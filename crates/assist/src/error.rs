use std::time::Duration;

#[derive(Debug, Clone, PartialEq, thiserror::Error)]
pub enum CollaboratorError {
    #[error("{collaborator} timed out after {after:?}")]
    Timeout {
        collaborator: &'static str,
        after: Duration,
    },

    #[error("{collaborator} failed: {reason}")]
    Failed {
        collaborator: &'static str,
        reason: String,
    },
}
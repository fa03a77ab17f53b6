//! Symptom-to-diagnosis evaluation for a refrigeration rack, plus the
//! configuration tables the whole simulation is built from.

mod analyzer;
mod config;
mod engine;
mod error;
mod reference;
mod rule;

pub use analyzer::{Diagnosis, SymptomAnalyzer, NO_FAULT_DIAGNOSIS, NO_FAULT_NEXT_STEP};
pub use config::{RackConfig, RackTables};
pub use engine::{DiagnosticResult, DiagnosticsEngine};
pub use error::{ConfigError, DiagnosticsError};
pub use reference::{resolver_fn, FnResolver, ReferenceResolver, StaticReferenceResolver};
pub use rule::{Comparison, Condition, DiagnosisRule, RuleSet};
● ● ● ● ●
**Work instruction**
Count the lines of the material that include the word "engine", then report only the total.

**Written answer**
2